Posted by: Kelly Sweeney  | Friday, March 9, 2012 8:00 am

STATEHOUSE—State Representative Douglas Gutwein (R-Francesville), co-authored a resolution that urges the Indiana General Assembly to fly the POW/MIA flag in both the House and Senate chambers. The resolution passed unanimously in the House and now moves to the Senate for consideration.

The black and white POW/MIA flag is a symbol of efforts to fully resolve the fates of Americans held prisoner or missing in action. The design features a silhouette of a soldier before an implied prison camp and the words “You are not forgotten” underneath.

“There are too many soldiers who fought for our rights and freedoms that are still missing,” said Rep. Gutwein. “For the job that they do to protect us, one missing person is too many.”
In 1990, the flag was nationally recognized by Congress to end the uncertainty for their families and the country. Originally, the focus was to focus support for wars in Southeast Asia, but the support continues today to represent the concerns for American prisoners or those missing in action in all wars.

“The families of the men and women who made the ultimate sacrifice deserve closure,” Rep.
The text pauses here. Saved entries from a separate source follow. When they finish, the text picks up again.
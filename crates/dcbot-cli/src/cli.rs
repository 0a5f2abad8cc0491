//! CLI argument definitions for dcbot.
//!
//! All `clap` structures live here so that `main.rs` stays focused on
//! dispatching subcommands.

use std::path::PathBuf;

use clap::{Parser, Subcommand};

/// dcbot -- a command bot for comment feeds.
#[derive(Parser)]
#[command(
    name = "dcbot",
    version,
    about = "dcbot -- a command bot for comment feeds",
    long_about = "Polls a comment feed, runs prefixed commands with typed arguments, \
                  and replies publicly or by direct message."
)]
pub struct Cli {
    /// Path to the configuration file.
    #[arg(long, short, global = true, default_value = dcbot_runtime::DEFAULT_CONFIG_PATH)]
    pub config: PathBuf,

    #[command(subcommand)]
    pub command: Commands,
}

#[derive(Subcommand)]
pub enum Commands {
    /// List every registered command key with its usage.
    Commands,

    /// Dispatch a single line as if it had been posted to the feed.
    Try {
        /// The message text, e.g. "/add x 1 y 2".
        line: String,

        /// Display name of the simulated sender.
        #[arg(long, default_value = "author")]
        sender: String,

        /// Treat the simulated sender as a moderator.
        #[arg(long)]
        moderator: bool,
    },

    /// Run the polling loop over a recorded feed.
    Replay {
        /// JSON file holding an array of pages, each an array of messages.
        feed: PathBuf,

        /// Fail every public reply with a comment ban, forcing the
        /// direct-message route.
        #[arg(long)]
        comment_banned: bool,
    },
}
Gutwein said. “We can’t give up on these folks.”

On Monday, Rep. Gutwein recalled the story of Chief Warrant Officer George Andrews (Andy) Howes, a helicopter pilot from Starke County stationed in South Vietnam in 1970. After a mission over mountainous terrain and dense jungles, Howes and the other personnel on board did not return. Throughout the years, Vietnamese sources reported seeing Howes as a captive on at least two instances, but his remains were never found.
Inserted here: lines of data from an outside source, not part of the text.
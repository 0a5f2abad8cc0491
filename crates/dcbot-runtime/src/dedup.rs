//! Bounded memory of recently handled message ids.
//!
//! The feed re-delivers recent pages on every poll, so the loop remembers
//! which ids it has already dispatched.  Once the cache reaches its
//! capacity the oldest `evict` ids are dropped in one go, keeping the most
//! recent ones resident.

use std::collections::{HashSet, VecDeque};

use crate::channel::MessageId;

/// Default number of resident ids that triggers eviction.
pub const DEFAULT_CAPACITY: usize = 200;

/// Default number of oldest ids dropped per eviction.
pub const DEFAULT_EVICT: usize = 100;

/// Insertion-ordered set of message ids with batch eviction.
#[derive(Debug, Clone)]
pub struct DedupCache {
    order: VecDeque<MessageId>,
    seen: HashSet<MessageId>,
    capacity: usize,
    evict: usize,
}

impl DedupCache {
    /// Create a cache that evicts `evict` ids whenever it holds `capacity`.
    ///
    /// `capacity` is raised to at least 1 and `evict` is clamped into
    /// `1..=capacity`.
    pub fn new(capacity: usize, evict: usize) -> Self {
        let capacity = capacity.max(1);
        let evict = evict.clamp(1, capacity);
        Self {
            order: VecDeque::with_capacity(capacity),
            seen: HashSet::with_capacity(capacity),
            capacity,
            evict,
        }
    }

    /// Record `id`.  Returns `false` if it was already resident.
    pub fn insert(&mut self, id: MessageId) -> bool {
        if !self.seen.insert(id) {
            return false;
        }
        self.order.push_back(id);

        if self.order.len() >= self.capacity {
            for old in self.order.drain(..self.evict) {
                self.seen.remove(&old);
            }
            tracing::trace!(resident = self.order.len(), "dedup cache evicted oldest ids");
        }
        true
    }

    pub fn contains(&self, id: MessageId) -> bool {
        self.seen.contains(&id)
    }

    pub fn len(&self) -> usize {
        self.order.len()
    }

    pub fn is_empty(&self) -> bool {
        self.order.is_empty()
    }

    /// Resident ids, oldest first.
    pub fn iter(&self) -> impl Iterator<Item = MessageId> + '_ {
        self.order.iter().copied()
    }
}

impl Default for DedupCache {
    fn default() -> Self {
        Self::new(DEFAULT_CAPACITY, DEFAULT_EVICT)
    }
}

#[cfg(test)]
mod tests {
    use super::*;

    #[test]
    fn rejects_resident_ids() {
        let mut cache = DedupCache::default();
        assert!(cache.insert(7));
        assert!(!cache.insert(7));
        assert_eq!(cache.len(), 1);
        assert!(cache.contains(7));
    }

    #[test]
    fn eviction_keeps_most_recent_half() {
        let mut cache = DedupCache::default();
        for id in 1..=200 {
            assert!(cache.insert(id));
        }
        assert_eq!(cache.len(), 100);

        assert!(cache.insert(201));
        assert_eq!(cache.len(), 101);

        let resident: Vec<_> = cache.iter().collect();
        let expected: Vec<_> = (101..=201).collect();
        assert_eq!(resident, expected);

        // Evicted ids are forgotten and would be dispatched again.
        assert!(!cache.contains(100));
        assert!(cache.insert(1));
    }

    #[test]
    fn parameters_are_clamped() {
        let mut cache = DedupCache::new(0, 0);
        assert!(cache.insert(1));
        assert!(cache.is_empty());

        let mut cache = DedupCache::new(4, 10);
        for id in 0..4 {
            cache.insert(id);
        }
        assert!(cache.is_empty());
    }
}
“Howes’ family now has the opportunity to lay him to rest,” said Rep. Gutwein. “We, as a state and as a country, support nothing more than bringing our heroes home. Welcome home, Andy.”
With the advancements of technology, Howes’ partial remains were identified by DNA samples taken from his siblings.

According to the Department of Defense, there are currently more than 83,000 military personnel unaccounted for from World War II, Korean War, Vietnam War, Cold War and Gulf War.